OBJECTIVE: To explore the potential the role of miR-151a-5p in sperm dysfunction and its association with DNA fragmentation, mitochondrial dysfunction, and male infertility. METHODS: Sperm samples with high DNA fragmentation were collected, and miR-151a-5p expression was measured using quantitative polymerase chain reaction. GC-2 cells were transfected with miR-151a-5p mimics to assess its effects on DNA damage, apoptosis, mitochondrial function, and reactive oxygen species levels. RNA sequencing, RNA pull-down, and bioinformatics analyses were used to identify the direct target genes of miR-151a-5p.
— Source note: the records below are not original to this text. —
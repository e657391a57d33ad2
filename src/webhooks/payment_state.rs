//! Payment confirmation state machine.
//!
//! An order row is either awaiting payment, confirmed, or (for cash on
//! delivery) outside the online payment flow entirely. Expiry deletes the row,
//! so "expired" is represented by absence rather than a state.

use super::events::GatewayEvent;
use crate::entities::order::{self, PaymentType};

#[derive(Debug, Clone, Copy, PartialEq, Eq)]
pub enum PaymentState {
    AwaitingPayment,
    Confirmed,
    CashOnDelivery,
}

impl PaymentState {
    pub fn of(order: &order::Model) -> Self {
        match (order.payment_type, order.is_paid) {
            (PaymentType::CashOnDelivery, _) => PaymentState::CashOnDelivery,
            (PaymentType::Online, true) => PaymentState::Confirmed,
            (PaymentType::Online, false) => PaymentState::AwaitingPayment,
        }
    }
}

#[derive(Debug, Clone, Copy, PartialEq, Eq)]
pub enum NoopReason {
    AlreadyConfirmed,
    NotAnOnlineOrder,
    UnhandledEvent,
}

#[derive(Debug, Clone, Copy, PartialEq, Eq)]
pub enum Transition {
    /// Mark paid and clear the customer's cart
    Confirm,
    /// Delete the abandoned order
    Expire,
    Noop(NoopReason),
}

pub fn transition(state: PaymentState, event: &GatewayEvent) -> Transition {
    match (state, event) {
        (PaymentState::AwaitingPayment, GatewayEvent::CheckoutCompleted(_)) => Transition::Confirm,
        (PaymentState::AwaitingPayment, GatewayEvent::CheckoutExpired(_)) => Transition::Expire,
        (PaymentState::Confirmed, GatewayEvent::CheckoutCompleted(_))
        | (PaymentState::Confirmed, GatewayEvent::CheckoutExpired(_)) => {
            Transition::Noop(NoopReason::AlreadyConfirmed)
        }
        (PaymentState::CashOnDelivery, GatewayEvent::CheckoutCompleted(_))
        | (PaymentState::CashOnDelivery, GatewayEvent::CheckoutExpired(_)) => {
            Transition::Noop(NoopReason::NotAnOnlineOrder)
        }
        (_, GatewayEvent::Other(_)) => Transition::Noop(NoopReason::UnhandledEvent),
    }
}

#[cfg(test)]
mod tests {
    use super::*;
    use crate::webhooks::events::SessionReference;
    use rstest::rstest;

    fn completed() -> GatewayEvent {
        GatewayEvent::CheckoutCompleted(SessionReference::default())
    }

    fn expired() -> GatewayEvent {
        GatewayEvent::CheckoutExpired(SessionReference::default())
    }

    fn other() -> GatewayEvent {
        GatewayEvent::Other("payment_intent.created".into())
    }

    #[rstest]
    #[case(PaymentState::AwaitingPayment, completed(), Transition::Confirm)]
    #[case(PaymentState::AwaitingPayment, expired(), Transition::Expire)]
    #[case(PaymentState::AwaitingPayment, other(), Transition::Noop(NoopReason::UnhandledEvent))]
    #[case(PaymentState::Confirmed, completed(), Transition::Noop(NoopReason::AlreadyConfirmed))]
    #[case(PaymentState::Confirmed, expired(), Transition::Noop(NoopReason::AlreadyConfirmed))]
    #[case(PaymentState::CashOnDelivery, completed(), Transition::Noop(NoopReason::NotAnOnlineOrder))]
    #[case(PaymentState::CashOnDelivery, expired(), Transition::Noop(NoopReason::NotAnOnlineOrder))]
    #[case(PaymentState::CashOnDelivery, other(), Transition::Noop(NoopReason::UnhandledEvent))]
    fn transition_table(
        #[case] state: PaymentState,
        #[case] event: GatewayEvent,
        #[case] expected: Transition,
    ) {
        assert_eq!(transition(state, &event), expected);
    }
}
use sea_orm::entity::prelude::*;
use serde::{Deserialize, Serialize};

#[derive(Clone, Debug, PartialEq, Eq, DeriveEntityModel, Serialize, Deserialize)]
#[sea_orm(table_name = "order_items")]
pub struct Model {
    #[sea_orm(primary_key, auto_increment = false)]
    pub id: Uuid,
    pub order_id: Uuid,
    pub product_id: Uuid,
    pub quantity: i32,
    /// Position of the line within the order
    pub position: i32,
}

#[derive(Copy, Clone, Debug, EnumIter, DeriveRelation)]
pub enum Relation {
    #[sea_orm(
        belongs_to = "super::order::Entity",
        from = "Column::OrderId",
        to = "super::order::Column::Id"
    )]
    Order,
    #[sea_orm(
        belongs_to = "super::product::Entity",
        from = "Column::ProductId",
        to = "super::product::Column::Id"
    )]
    Product,
}

impl Related<super::order::Entity> for Entity {
    fn to() -> RelationDef {
        Relation::Order.def()
    }
}

impl Related<super::product::Entity> for Entity {
    fn to() -> RelationDef {
        Relation::Product.def()
    }
}

impl ActiveModelBehavior for ActiveModel {}
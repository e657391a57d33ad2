use super::common::JsonBody;
use crate::{auth::AuthUser, errors::ServiceError, services::carts::Cart, AppState};
use axum::{extract::State, Json};
use serde::{Deserialize, Serialize};
use std::collections::BTreeMap;
use utoipa::ToSchema;

#[derive(Debug, Deserialize, ToSchema)]
pub struct UpdateCartRequest {
    /// Product id to quantity; non-positive quantities remove the entry
    #[schema(value_type = Object)]
    pub cart_items: BTreeMap<String, i64>,
}

#[derive(Debug, Serialize, Deserialize, ToSchema)]
pub struct CartResponse {
    pub success: bool,
    #[schema(value_type = Object)]
    pub cart_items: Cart,
}

/// Replace the caller's cart
#[utoipa::path(
    post,
    path = "/api/cart/update",
    request_body = UpdateCartRequest,
    responses(
        (status = 200, description = "Cart updated", body = CartResponse),
        (status = 400, description = "Invalid cart", body = crate::errors::ErrorResponse),
        (status = 401, description = "Unauthorized", body = crate::errors::ErrorResponse)
    ),
    tag = "Cart"
)]
pub async fn update_cart(
    State(state): State<AppState>,
    user: AuthUser,
    JsonBody(request): JsonBody<UpdateCartRequest>,
) -> Result<Json<CartResponse>, ServiceError> {
    let cart_items = state
        .services
        .carts
        .update_cart(user.user_id, &request.cart_items)
        .await?;
    Ok(Json(CartResponse {
        success: true,
        cart_items,
    }))
}
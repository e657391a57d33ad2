use crate::{
    auth::{AuthError, AuthService},
    db::DbPool,
    entities::user::{self, Entity as UserEntity},
    errors::ServiceError,
    services::carts::{cart_from_json, Cart},
};
use sea_orm::{ActiveModelTrait, ColumnTrait, EntityTrait, QueryFilter, Set};
use serde::{Deserialize, Serialize};
use std::sync::Arc;
use tracing::{info, instrument, warn};
use utoipa::ToSchema;
use uuid::Uuid;
use validator::Validate;

#[derive(Debug, Clone, Deserialize, Validate, ToSchema)]
pub struct RegisterRequest {
    #[validate(length(min = 1, max = 100, message = "Name is required"))]
    pub name: String,
    #[validate(email(message = "A valid email is required"))]
    pub email: String,
    #[validate(length(min = 8, message = "Password must be at least 8 characters"))]
    pub password: String,
}

#[derive(Debug, Clone, Deserialize, Validate, ToSchema)]
pub struct LoginRequest {
    #[validate(email(message = "A valid email is required"))]
    pub email: String,
    #[validate(length(min = 1, message = "Password is required"))]
    pub password: String,
}

/// Public view of an account, including its cart
#[derive(Debug, Clone, Serialize, Deserialize, ToSchema)]
pub struct UserProfile {
    pub id: Uuid,
    pub name: String,
    pub email: String,
    #[schema(value_type = Object)]
    pub cart_items: Cart,
}

impl From<user::Model> for UserProfile {
    fn from(model: user::Model) -> Self {
        Self {
            cart_items: cart_from_json(&model.cart_items),
            id: model.id,
            name: model.name,
            email: model.email,
        }
    }
}

/// Profile plus the freshly issued session token
#[derive(Debug, Clone)]
pub struct Session {
    pub user: UserProfile,
    pub token: String,
}

fn auth_failure(err: AuthError) -> ServiceError {
    match err {
        AuthError::InvalidCredentials => {
            ServiceError::Unauthorized("Invalid email or password".into())
        }
        other => ServiceError::InternalError(other.to_string()),
    }
}

#[derive(Clone)]
pub struct UserService {
    db_pool: Arc<DbPool>,
    auth: Arc<AuthService>,
}

impl UserService {
    pub fn new(db_pool: Arc<DbPool>, auth: Arc<AuthService>) -> Self {
        Self { db_pool, auth }
    }

    async fn find_by_email(&self, email: &str) -> Result<Option<user::Model>, ServiceError> {
        Ok(UserEntity::find()
            .filter(user::Column::Email.eq(email))
            .one(&*self.db_pool)
            .await?)
    }

    #[instrument(skip(self, request), fields(email = %request.email))]
    pub async fn register(&self, request: RegisterRequest) -> Result<Session, ServiceError> {
        request.validate()?;
        let email = request.email.trim().to_lowercase();

        if self.find_by_email(&email).await?.is_some() {
            return Err(ServiceError::Conflict("User already exists".into()));
        }

        let password_hash = self
            .auth
            .hash_password(&request.password)
            .map_err(auth_failure)?;

        let model = user::ActiveModel {
            id: Set(Uuid::new_v4()),
            name: Set(request.name.trim().to_string()),
            email: Set(email),
            password_hash: Set(password_hash),
            cart_items: Set(serde_json::json!({})),
            ..Default::default()
        }
        .insert(&*self.db_pool)
        .await?;

        let token = self
            .auth
            .issue_user_token(model.id, &model.email)
            .map_err(auth_failure)?;

        info!(user_id = %model.id, "User registered");
        Ok(Session {
            user: model.into(),
            token,
        })
    }

    #[instrument(skip(self, request), fields(email = %request.email))]
    pub async fn login(&self, request: LoginRequest) -> Result<Session, ServiceError> {
        request.validate()?;
        let email = request.email.trim().to_lowercase();

        let user = match self.find_by_email(&email).await? {
            Some(user) if self.auth.verify_password(&request.password, &user.password_hash) => user,
            _ => {
                warn!("Login rejected");
                return Err(auth_failure(AuthError::InvalidCredentials));
            }
        };

        let token = self
            .auth
            .issue_user_token(user.id, &user.email)
            .map_err(auth_failure)?;

        info!(user_id = %user.id, "User logged in");
        Ok(Session {
            user: user.into(),
            token,
        })
    }

    #[instrument(skip(self), fields(user_id = %user_id))]
    pub async fn get_profile(&self, user_id: Uuid) -> Result<UserProfile, ServiceError> {
        UserEntity::find_by_id(user_id)
            .one(&*self.db_pool)
            .await?
            .map(Into::into)
            .ok_or_else(|| ServiceError::NotFound(format!("User {} not found", user_id)))
    }
}
use crate::entities::product;
use crate::errors::ServiceError;
use rust_decimal::prelude::ToPrimitive;
use rust_decimal::Decimal;
use uuid::Uuid;

/// One priced line, using the catalog offer price at pricing time
#[derive(Debug, Clone, PartialEq, Eq)]
pub struct PricedLine {
    pub product_id: Uuid,
    pub name: String,
    pub unit_price: Decimal,
    pub quantity: u32,
}

impl PricedLine {
    pub fn from_product(product: &product::Model, quantity: u32) -> Self {
        Self {
            product_id: product.id,
            name: product.name.clone(),
            unit_price: product.offer_price,
            quantity,
        }
    }

    pub fn line_total(&self) -> Decimal {
        self.unit_price * Decimal::from(self.quantity)
    }
}

#[derive(Debug, Clone, PartialEq, Eq)]
pub struct OrderPricing {
    pub lines: Vec<PricedLine>,
    pub subtotal: Decimal,
    pub tax: Decimal,
    pub total: Decimal,
}

/// Tax is floored to a whole amount before it is added.
pub fn compute_tax(subtotal: Decimal, rate: Decimal) -> Decimal {
    (subtotal * rate).floor()
}

pub fn price_lines(lines: Vec<PricedLine>, tax_rate: Decimal) -> OrderPricing {
    let subtotal: Decimal = lines.iter().map(PricedLine::line_total).sum();
    let tax = compute_tax(subtotal, tax_rate);
    OrderPricing {
        lines,
        subtotal,
        tax,
        total: subtotal + tax,
    }
}

/// Converts a major-unit amount to gateway minor units, flooring fractions of a cent.
pub fn to_minor_units(amount: Decimal) -> Result<i64, ServiceError> {
    (amount * Decimal::ONE_HUNDRED)
        .floor()
        .to_i64()
        .ok_or_else(|| ServiceError::ValidationError(format!("Amount {} is out of range", amount)))
}

/// Label of the synthetic tax line shown on the hosted checkout, e.g. "Tax (2%)"
pub fn tax_label(rate: Decimal) -> String {
    format!("Tax ({}%)", (rate * Decimal::ONE_HUNDRED).normalize())
}

#[cfg(test)]
mod tests {
    use super::*;
    use proptest::prelude::*;
    use rust_decimal_macros::dec;

    fn line(unit_price: Decimal, quantity: u32) -> PricedLine {
        PricedLine {
            product_id: Uuid::new_v4(),
            name: "Apple".into(),
            unit_price,
            quantity,
        }
    }

    #[test]
    fn two_units_at_one_hundred_total_204() {
        let pricing = price_lines(vec![line(dec!(100), 2)], dec!(0.02));
        assert_eq!(pricing.subtotal, dec!(200));
        assert_eq!(pricing.tax, dec!(4));
        assert_eq!(pricing.total, dec!(204));
    }

    #[test]
    fn tax_is_floored() {
        // 3 * 12.50 = 37.50, 2% = 0.75, floored to 0
        let pricing = price_lines(vec![line(dec!(12.50), 3)], dec!(0.02));
        assert_eq!(pricing.tax, dec!(0));
        assert_eq!(pricing.total, dec!(37.50));

        assert_eq!(compute_tax(dec!(149.99), dec!(0.02)), dec!(2));
    }

    #[test]
    fn minor_units_floor_fractions_of_a_cent() {
        assert_eq!(to_minor_units(dec!(19.99)).unwrap(), 1999);
        assert_eq!(to_minor_units(dec!(0.019)).unwrap(), 1);
        assert_eq!(to_minor_units(dec!(4)).unwrap(), 400);
    }

    #[test]
    fn tax_label_uses_percentage() {
        assert_eq!(tax_label(dec!(0.02)), "Tax (2%)");
        assert_eq!(tax_label(dec!(0.075)), "Tax (7.5%)");
    }

    proptest! {
        #[test]
        fn total_is_subtotal_plus_floored_tax(
            items in prop::collection::vec((0u32..1_000_000u32, 1u32..50u32), 1..8)
        ) {
            let lines: Vec<PricedLine> = items
                .iter()
                .map(|(cents, qty)| line(Decimal::new(i64::from(*cents), 2), *qty))
                .collect();
            let expected_subtotal: Decimal = lines
                .iter()
                .map(|l| l.unit_price * Decimal::from(l.quantity))
                .sum();

            let pricing = price_lines(lines, dec!(0.02));

            prop_assert_eq!(pricing.subtotal, expected_subtotal);
            prop_assert_eq!(pricing.tax, (expected_subtotal * dec!(0.02)).floor());
            prop_assert_eq!(pricing.total, pricing.subtotal + pricing.tax);
            prop_assert!(pricing.tax <= pricing.subtotal * dec!(0.02));
            prop_assert!(pricing.tax >= Decimal::ZERO);
        }
    }
}
use crate::{
    db::DbPool,
    entities::product::{self, Entity as ProductEntity},
    errors::ServiceError,
};
use chrono::{DateTime, Utc};
use rust_decimal::Decimal;
use sea_orm::{ActiveModelTrait, EntityTrait, QueryOrder, Set};
use serde::{Deserialize, Serialize};
use std::sync::Arc;
use tracing::{error, info, instrument};
use utoipa::ToSchema;
use uuid::Uuid;
use validator::{Validate, ValidationError};

#[derive(Debug, Clone, Serialize, Deserialize, Validate, ToSchema)]
pub struct CreateProductRequest {
    #[validate(length(min = 1, max = 200, message = "Product name is required"))]
    pub name: String,
    #[serde(default)]
    pub description: Vec<String>,
    #[schema(value_type = String, example = "120.00")]
    pub price: Decimal,
    #[schema(value_type = String, example = "99.00")]
    pub offer_price: Decimal,
    #[validate(length(min = 1, max = 100, message = "Category is required"))]
    pub category: String,
    /// Already-hosted image URLs
    #[validate(custom = "validate_image_urls")]
    pub images: Vec<String>,
    #[serde(default = "default_in_stock")]
    pub in_stock: bool,
}

fn default_in_stock() -> bool {
    true
}

fn validate_image_urls(images: &Vec<String>) -> Result<(), ValidationError> {
    if images.is_empty() {
        let mut err = ValidationError::new("images");
        err.message = Some("At least one product image is required".into());
        return Err(err);
    }
    if images
        .iter()
        .any(|url| !(url.starts_with("https://") || url.starts_with("http://")))
    {
        let mut err = ValidationError::new("images");
        err.message = Some("Image references must be http(s) URLs".into());
        return Err(err);
    }
    Ok(())
}

impl CreateProductRequest {
    fn validate_prices(&self) -> Result<(), ServiceError> {
        if self.price < Decimal::ZERO || self.offer_price < Decimal::ZERO {
            return Err(ServiceError::ValidationError(
                "Prices must not be negative".into(),
            ));
        }
        if self.offer_price > self.price {
            return Err(ServiceError::ValidationError(
                "Offer price must not exceed the list price".into(),
            ));
        }
        Ok(())
    }
}

#[derive(Debug, Clone, Serialize, Deserialize, ToSchema)]
pub struct ProductResponse {
    pub id: Uuid,
    pub name: String,
    pub description: Vec<String>,
    #[schema(value_type = String)]
    pub price: Decimal,
    #[schema(value_type = String)]
    pub offer_price: Decimal,
    pub category: String,
    pub images: Vec<String>,
    pub in_stock: bool,
    pub created_at: DateTime<Utc>,
    pub updated_at: DateTime<Utc>,
}

fn string_list(value: &serde_json::Value) -> Vec<String> {
    value
        .as_array()
        .map(|items| {
            items
                .iter()
                .filter_map(|item| item.as_str().map(str::to_string))
                .collect()
        })
        .unwrap_or_default()
}

impl From<product::Model> for ProductResponse {
    fn from(model: product::Model) -> Self {
        Self {
            id: model.id,
            description: string_list(&model.description),
            images: string_list(&model.images),
            name: model.name,
            price: model.price,
            offer_price: model.offer_price,
            category: model.category,
            in_stock: model.in_stock,
            created_at: model.created_at,
            updated_at: model.updated_at,
        }
    }
}

/// Product catalog backed by the `products` table
#[derive(Clone)]
pub struct ProductService {
    db_pool: Arc<DbPool>,
}

impl ProductService {
    pub fn new(db_pool: Arc<DbPool>) -> Self {
        Self { db_pool }
    }

    #[instrument(skip(self, request), fields(name = %request.name))]
    pub async fn add_product(
        &self,
        request: CreateProductRequest,
    ) -> Result<ProductResponse, ServiceError> {
        request.validate()?;
        request.validate_prices()?;

        let model = product::ActiveModel {
            id: Set(Uuid::new_v4()),
            name: Set(request.name),
            description: Set(serde_json::json!(request.description)),
            price: Set(request.price),
            offer_price: Set(request.offer_price),
            category: Set(request.category),
            images: Set(serde_json::json!(request.images)),
            in_stock: Set(request.in_stock),
            ..Default::default()
        }
        .insert(&*self.db_pool)
        .await
        .map_err(|e| {
            error!(error = %e, "Failed to insert product");
            ServiceError::DatabaseError(e)
        })?;

        info!(product_id = %model.id, "Product added");
        Ok(model.into())
    }

    /// All products, newest first
    #[instrument(skip(self))]
    pub async fn list_products(&self) -> Result<Vec<ProductResponse>, ServiceError> {
        let products = ProductEntity::find()
            .order_by_desc(product::Column::CreatedAt)
            .all(&*self.db_pool)
            .await?;

        Ok(products.into_iter().map(Into::into).collect())
    }

    #[instrument(skip(self), fields(product_id = %product_id))]
    pub async fn get_product(&self, product_id: Uuid) -> Result<ProductResponse, ServiceError> {
        ProductEntity::find_by_id(product_id)
            .one(&*self.db_pool)
            .await?
            .map(Into::into)
            .ok_or_else(|| ServiceError::NotFound(format!("Product with ID {} not found", product_id)))
    }

    #[instrument(skip(self), fields(product_id = %product_id))]
    pub async fn set_stock(
        &self,
        product_id: Uuid,
        in_stock: bool,
    ) -> Result<ProductResponse, ServiceError> {
        let existing = ProductEntity::find_by_id(product_id)
            .one(&*self.db_pool)
            .await?
            .ok_or_else(|| ServiceError::NotFound(format!("Product with ID {} not found", product_id)))?;

        let mut active: product::ActiveModel = existing.into();
        active.in_stock = Set(in_stock);
        let updated = active.update(&*self.db_pool).await?;

        info!(product_id = %product_id, in_stock, "Product stock updated");
        Ok(updated.into())
    }
}

#[cfg(test)]
mod tests {
    use super::*;
    use rust_decimal_macros::dec;

    fn request() -> CreateProductRequest {
        CreateProductRequest {
            name: "Organic Apples".into(),
            description: vec!["Crisp".into(), "Locally grown".into()],
            price: dec!(120),
            offer_price: dec!(100),
            category: "Fruits".into(),
            images: vec!["https://cdn.example.com/apple.png".into()],
            in_stock: true,
        }
    }

    #[test]
    fn valid_request_passes() {
        let req = request();
        assert!(req.validate().is_ok());
        assert!(req.validate_prices().is_ok());
    }

    #[test]
    fn images_are_required() {
        let mut req = request();
        req.images.clear();
        assert!(req.validate().is_err());

        req.images = vec!["file:///tmp/apple.png".into()];
        assert!(req.validate().is_err());
    }

    #[test]
    fn offer_price_above_list_price_is_rejected() {
        let mut req = request();
        req.offer_price = dec!(130);
        assert!(req.validate_prices().is_err());

        req.offer_price = dec!(-1);
        assert!(req.validate_prices().is_err());
    }
}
Dual-luciferase reporter assays confirmed the binding of miR-151a-5p to the 3' untranslated regions of INPP4B and VAMP1. Knockdown of these genes was performed to validate their roles in miR-151a-5p-induced effects. In vivo experiments were conducted by injecting miR-151a-5p mimics into mouse zygotes to examine the impact on embryo development. RESULTS: miR-151a-5p was significantly upregulated in sperm with high DNA fragmentation and negatively correlated with sperm motility and viability. Overexpression of miR-151a-5p in GC-2 cells was associated with increased DNA damage, apoptosis, mitochondrial dysfunction, and elevated reactive oxygen species. RNA sequencing and bioinformatics analyses suggested INPP4B and VAMP1 as direct targets of miR-151a-5p. Dual-luciferase assays confirmed that miR-151a-5p binds to their 3' untranslated regions, inhibiting their expression at both the messenger RNA and protein levels. Knockdown of INPP4B or VAMP1 partially reproduced the cellular changes observed with miR-151a-5p overexpression. In vivo, microinjection of miR-151a-5p mimics into mouse zygotes exerted only mild effects on embryo development, indicating a possible contribution of miR-151a-5p primarily through sperm dysfunction. CONCLUSIONS: miR-151a-5p may contributes to sperm dysfunction by targeting INPP4B and VAMP1, linking DNA fragmentation with mitochondrial and genomic instability. This study offers additional insights into the molecular mechanisms underlying male infertility.